To begin with, both needed an electric current in order to function. The telegraph machines obtained it from power lines, but in small pueblos where there was no electricity, the telegraph still functioned thanks to glass cylinders about fifteen inches tall and about six inches in diameter, which were filled with chunks of sulfur and water. A copper coil with two contacts would be placed in the top of the jar: one was for the water and the other for the copper coil, one positive and the other negative. The jars worked like Volta batteries and grouped together they provided the necessary voltage. Júbilo’s theory was that the vagina functioned in a similar way, it contained fluid and was of an adequate size to produce, upon entering into contact with the male member (which could be compared to a sophisticated
copper coil), a strong electrical current, just like a battery. The good, or bad, thing, depending upon how one looked at it, was that the battery only lasted a short while for Júbilo, and he regularly needed to plug himself back in to recharge his batteries. Lucha and he would rise early and make love, then Júbilo would go to work, send a few messages, and return to eat lunch. After eating, he would make love, then return to work. In the afternoon, he would transmit more messages, then go home again. In the evening, they would go out for a walk, have dinner, and before going to sleep they would make love again. Now that they were in Veracruz, the only variation in their routine was that they took time each day to go to the beach. But that was basically their entire life as newlyweds.

Though things had started to change a bit lately. That is not to say that the time between amorous interludes had grown longer, or that his wife’s pregnancy had interfered with their sex life. Yet Júbilo felt there was an interference that disturbed the exchange of energies between them. He didn’t know how to explain it, but he sensed that Lucha was hiding something from him. It was a thought she didn’t dare to express and that Júbilo was unable to read, but he could feel it in his veins. This is best explained if one takes into account that a thought is an electric current, and water is one of the best conductors of electricity. Since there is an abundance of this element pumping through our bloodstream, it wasn’t at all difficult for Júbilo to “feel” his wife’s thoughts during the
exchange of energies produced by their sexual intercourse. His wife’s womb was his energy receptacle, as well as his power company, and lately he had suffered a change in voltage. It made Júbilo despondent, but when he questioned Lucha about it, she denied anything was wrong. Since he didn’t have a device like a telegraph machine at hand to capture her hidden thoughts, he was forced to speculate about them. Of course, instead of guessing, he would have loved to be able to convert those electrical impulses into words. If only he could find a way to do that! If he could somehow invent a thought decoder. To his way of thinking, thoughts were entities that existed from the moment they originated in the mind; they consisted of waves of energy that traveled silently and invisibly through space until they were captured by some sort of receiving apparatus and converted into sounds, written words, or even images. Júbilo was convinced that some day an apparatus would be invented that would be able to convert the thoughts of others into images. There was nothing to prevent it. Meanwhile, he would have to keep using the only reliable receiving system he had at hand, which was himself. Maybe he only needed to fine-tune his perception a bit to capture the more subtle wavelengths, allowing him to expand his ability to communicate with the world around him.

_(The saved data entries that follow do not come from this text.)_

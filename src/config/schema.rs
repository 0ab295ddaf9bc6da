//! Configuration schema definitions.
//!
//! All types derive Serde traits for deserialization from config files.

use serde::{Deserialize, Serialize};

use crate::catalog::Catalog;

/// Root configuration for the catalog server.
#[derive(Debug, Clone, Deserialize, Serialize, Default)]
#[serde(default)]
pub struct CatalogConfig {
    /// Listener configuration (bind address).
    pub listener: ListenerConfig,

    /// Timeout configuration.
    pub timeouts: TimeoutConfig,

    /// Catalog contents at startup and service tuning.
    pub catalog: CatalogSection,

    /// Client-side session state (search cookie).
    pub session: SessionConfig,

    /// Template and static asset locations.
    pub render: RenderConfig,

    /// Observability settings.
    pub observability: ObservabilityConfig,
}

/// Listener configuration.
#[derive(Debug, Clone, Deserialize, Serialize)]
#[serde(default)]
pub struct ListenerConfig {
    /// Bind address (e.g., "0.0.0.0:8080").
    pub bind_address: String,
}

impl Default for ListenerConfig {
    fn default() -> Self {
        Self {
            bind_address: "0.0.0.0:8080".to_string(),
        }
    }
}

/// Timeout configuration.
#[derive(Debug, Clone, Deserialize, Serialize)]
#[serde(default)]
pub struct TimeoutConfig {
    /// Request timeout (total time for request/response) in seconds.
    pub request_secs: u64,
}

impl Default for TimeoutConfig {
    fn default() -> Self {
        Self { request_secs: 30 }
    }
}

/// Catalog service configuration.
#[derive(Debug, Clone, Deserialize, Serialize)]
#[serde(default)]
pub struct CatalogSection {
    /// Products created at startup, in order. Ids are assigned from 1.
    pub seed: Vec<SeedProduct>,

    /// Depth of the command channel in front of the catalog service.
    pub channel_depth: usize,
}

impl Default for CatalogSection {
    fn default() -> Self {
        Self {
            seed: vec![SeedProduct {
                name: "Hammer".to_string(),
                description: "Smashing hammer".to_string(),
                price_cents: 1000,
            }],
            channel_depth: 64,
        }
    }
}

impl CatalogSection {
    /// Build the startup catalog from the seed list.
    pub fn build_catalog(&self) -> Catalog {
        let mut catalog = Catalog::new();
        for seed in &self.seed {
            catalog.create(seed.name.clone(), seed.description.clone(), seed.price_cents);
        }
        catalog
    }
}

/// A product present at startup.
#[derive(Debug, Clone, Deserialize, Serialize)]
pub struct SeedProduct {
    pub name: String,

    #[serde(default)]
    pub description: String,

    pub price_cents: u64,
}

/// Session cookie configuration.
#[derive(Debug, Clone, Deserialize, Serialize)]
#[serde(default)]
pub struct SessionConfig {
    /// Name of the cookie carrying the last search text.
    pub search_cookie: String,

    /// Cookie lifetime in seconds.
    pub cookie_max_age_secs: i64,
}

impl Default for SessionConfig {
    fn default() -> Self {
        Self {
            search_cookie: "search_text".to_string(),
            cookie_max_age_secs: 30 * 24 * 3600, // 30 days
        }
    }
}

/// Template and asset configuration.
#[derive(Debug, Clone, Deserialize, Serialize, Default)]
#[serde(default)]
pub struct RenderConfig {
    /// Directory to load templates from. Embedded templates when unset.
    pub template_dir: Option<String>,

    /// Directory served under `/static`. Not mounted when unset.
    pub static_dir: Option<String>,
}

/// Observability configuration.
#[derive(Debug, Clone, Deserialize, Serialize)]
#[serde(default)]
pub struct ObservabilityConfig {
    /// Log level (trace, debug, info, warn, error).
    pub log_level: String,

    /// Enable metrics endpoint.
    pub metrics_enabled: bool,

    /// Metrics endpoint bind address.
    pub metrics_address: String,
}

impl Default for ObservabilityConfig {
    fn default() -> Self {
        Self {
            log_level: "info".to_string(),
            metrics_enabled: false,
            metrics_address: "0.0.0.0:9090".to_string(),
        }
    }
}

#[cfg(test)]
mod tests {
    use super::*;

    #[test]
    fn test_default_config() {
        let config = CatalogConfig::default();
        assert_eq!(config.listener.bind_address, "0.0.0.0:8080");
        assert_eq!(config.session.search_cookie, "search_text");
        assert!(config.render.template_dir.is_none());
        assert!(!config.observability.metrics_enabled);
    }

    #[test]
    fn test_default_seed_catalog() {
        let catalog = CatalogSection::default().build_catalog();
        assert_eq!(catalog.len(), 1);
        let hammer = &catalog.products()[0];
        assert_eq!(hammer.id, 1);
        assert_eq!(hammer.name, "Hammer");
        assert_eq!(hammer.description, "Smashing hammer");
        assert_eq!(hammer.price_cents, 1000);
    }

    #[test]
    fn test_partial_toml_uses_defaults() {
        let config: CatalogConfig = toml::from_str(
            r#"
            [listener]
            bind_address = "127.0.0.1:3000"

            [[catalog.seed]]
            name = "Saw"
            price_cents = 1250
            "#,
        )
        .unwrap();

        assert_eq!(config.listener.bind_address, "127.0.0.1:3000");
        assert_eq!(config.catalog.seed.len(), 1);
        assert_eq!(config.catalog.seed[0].description, "");
        assert_eq!(config.catalog.channel_depth, 64);
        assert_eq!(config.timeouts.request_secs, 30);
    }
}
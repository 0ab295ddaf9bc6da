//! Concurrent mutation against a live server.

use std::collections::HashSet;
use std::net::SocketAddr;

mod common;

#[tokio::test]
async fn test_concurrent_creates_get_unique_ids() {
    let addr: SocketAddr = "127.0.0.1:28481".parse().unwrap();
    let shutdown = common::start_server(addr).await;
    let client = reqwest::Client::builder().no_proxy().build().unwrap();

    let concurrency = 20;
    let mut handles = Vec::new();
    for i in 0..concurrency {
        let client = client.clone();
        handles.push(tokio::spawn(async move {
            client
                .post(format!("http://{}/add-product", addr))
                .header("HX-Request", "true")
                .form(&[
                    ("name", format!("Item {i}")),
                    ("description", String::new()),
                    ("price", "1.00".to_string()),
                ])
                .send()
                .await
                .map(|r| r.status().as_u16())
        }));
    }

    for handle in handles {
        assert_eq!(handle.await.unwrap().unwrap(), 200);
    }

    // Every id from 1 through concurrency + 1 shows up exactly once
    let page = client
        .get(format!("http://{}/product-list", addr))
        .send()
        .await
        .unwrap()
        .text()
        .await
        .unwrap();
    let ids: HashSet<u64> = (1..=concurrency + 1)
        .filter(|id| page.contains(&format!(r#"id="product-{id}""#)))
        .collect();
    assert_eq!(ids.len() as u64, concurrency + 1);

    shutdown.trigger();
}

Júbilo firmly believed that everything in the universe had a soul, that every single thing had feelings, thoughts—from the tiniest flower to the farthest galaxy. Everything had a particular way of vibrating and of
saying, “Here I am.” So it could be said that the stars talked, that they were capable of sending signals to indicate their most intimate thoughts. The ancient Mayans believed the stars were linked to the mind of the sun, and that if one managed to establish contact with the king of the stars, it was possible to perceive not only the sun’s thoughts, but also its desires. And Júbilo, as a worthy descendant of that wonderful race, liked to open his consciousness and widen his sensibilities to embrace the sun, the stars, and a galaxy or two, trying to find a signal, a message, a meaning, a pulsing vibration that would speak to him.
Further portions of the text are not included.